Work required
Could you show each line of the records that contains the word "LedgerKey"?

Data in this exercise
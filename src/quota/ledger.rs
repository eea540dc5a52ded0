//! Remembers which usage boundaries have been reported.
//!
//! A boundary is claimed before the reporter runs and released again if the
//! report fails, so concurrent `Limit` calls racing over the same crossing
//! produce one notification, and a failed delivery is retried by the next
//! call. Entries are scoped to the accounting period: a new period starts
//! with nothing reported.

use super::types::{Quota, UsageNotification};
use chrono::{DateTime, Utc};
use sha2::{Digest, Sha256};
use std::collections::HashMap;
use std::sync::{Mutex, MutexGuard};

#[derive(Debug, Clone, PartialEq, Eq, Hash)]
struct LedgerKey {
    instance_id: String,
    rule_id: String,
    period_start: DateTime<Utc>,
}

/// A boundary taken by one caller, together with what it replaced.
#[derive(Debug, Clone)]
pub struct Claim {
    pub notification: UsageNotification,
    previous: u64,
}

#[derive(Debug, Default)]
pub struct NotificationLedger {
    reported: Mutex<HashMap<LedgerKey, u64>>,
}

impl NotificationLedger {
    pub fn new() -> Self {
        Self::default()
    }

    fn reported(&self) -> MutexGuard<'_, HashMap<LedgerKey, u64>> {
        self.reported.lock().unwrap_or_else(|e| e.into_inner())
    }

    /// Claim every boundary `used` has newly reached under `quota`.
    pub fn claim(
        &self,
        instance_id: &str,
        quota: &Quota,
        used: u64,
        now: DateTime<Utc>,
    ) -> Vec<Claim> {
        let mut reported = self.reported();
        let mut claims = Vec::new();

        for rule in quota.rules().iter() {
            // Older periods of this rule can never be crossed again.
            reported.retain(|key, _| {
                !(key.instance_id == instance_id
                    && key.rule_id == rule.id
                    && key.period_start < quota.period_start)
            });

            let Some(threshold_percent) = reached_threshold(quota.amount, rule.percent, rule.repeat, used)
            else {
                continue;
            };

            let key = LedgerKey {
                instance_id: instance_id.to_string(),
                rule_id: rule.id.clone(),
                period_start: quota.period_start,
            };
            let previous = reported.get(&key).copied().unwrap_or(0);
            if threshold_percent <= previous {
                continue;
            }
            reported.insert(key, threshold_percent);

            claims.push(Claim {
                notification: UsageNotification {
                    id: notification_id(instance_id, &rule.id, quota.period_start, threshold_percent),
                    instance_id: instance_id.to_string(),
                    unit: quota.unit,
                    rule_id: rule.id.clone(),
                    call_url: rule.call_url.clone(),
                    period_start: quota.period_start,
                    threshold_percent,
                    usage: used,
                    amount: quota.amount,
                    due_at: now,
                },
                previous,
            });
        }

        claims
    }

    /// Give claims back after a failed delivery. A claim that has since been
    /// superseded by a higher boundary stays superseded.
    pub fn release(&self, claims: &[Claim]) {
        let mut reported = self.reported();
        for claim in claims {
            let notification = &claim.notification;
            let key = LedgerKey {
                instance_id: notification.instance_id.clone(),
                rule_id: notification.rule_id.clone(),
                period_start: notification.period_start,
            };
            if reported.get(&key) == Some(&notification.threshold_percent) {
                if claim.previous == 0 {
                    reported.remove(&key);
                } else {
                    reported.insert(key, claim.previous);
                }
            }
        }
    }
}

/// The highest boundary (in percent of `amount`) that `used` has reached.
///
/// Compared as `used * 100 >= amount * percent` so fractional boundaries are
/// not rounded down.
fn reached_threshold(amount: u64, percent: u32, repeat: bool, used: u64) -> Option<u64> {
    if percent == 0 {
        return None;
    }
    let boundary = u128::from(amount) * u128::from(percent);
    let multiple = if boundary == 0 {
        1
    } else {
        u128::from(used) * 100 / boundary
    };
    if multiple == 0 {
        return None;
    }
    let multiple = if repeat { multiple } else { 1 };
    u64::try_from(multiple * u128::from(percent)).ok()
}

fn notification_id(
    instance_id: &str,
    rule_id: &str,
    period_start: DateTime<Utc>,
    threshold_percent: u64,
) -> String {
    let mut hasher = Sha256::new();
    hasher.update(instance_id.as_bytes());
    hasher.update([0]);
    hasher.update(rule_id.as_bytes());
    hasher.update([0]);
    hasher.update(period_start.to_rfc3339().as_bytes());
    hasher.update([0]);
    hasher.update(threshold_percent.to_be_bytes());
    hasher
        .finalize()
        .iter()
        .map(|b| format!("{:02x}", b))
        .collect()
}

Completed exercise
struct LedgerKey {
    reported: Mutex<HashMap<LedgerKey, u64>>,
    fn reported(&self) -> MutexGuard<'_, HashMap<LedgerKey, u64>> {
            let key = LedgerKey {
            let key = LedgerKey {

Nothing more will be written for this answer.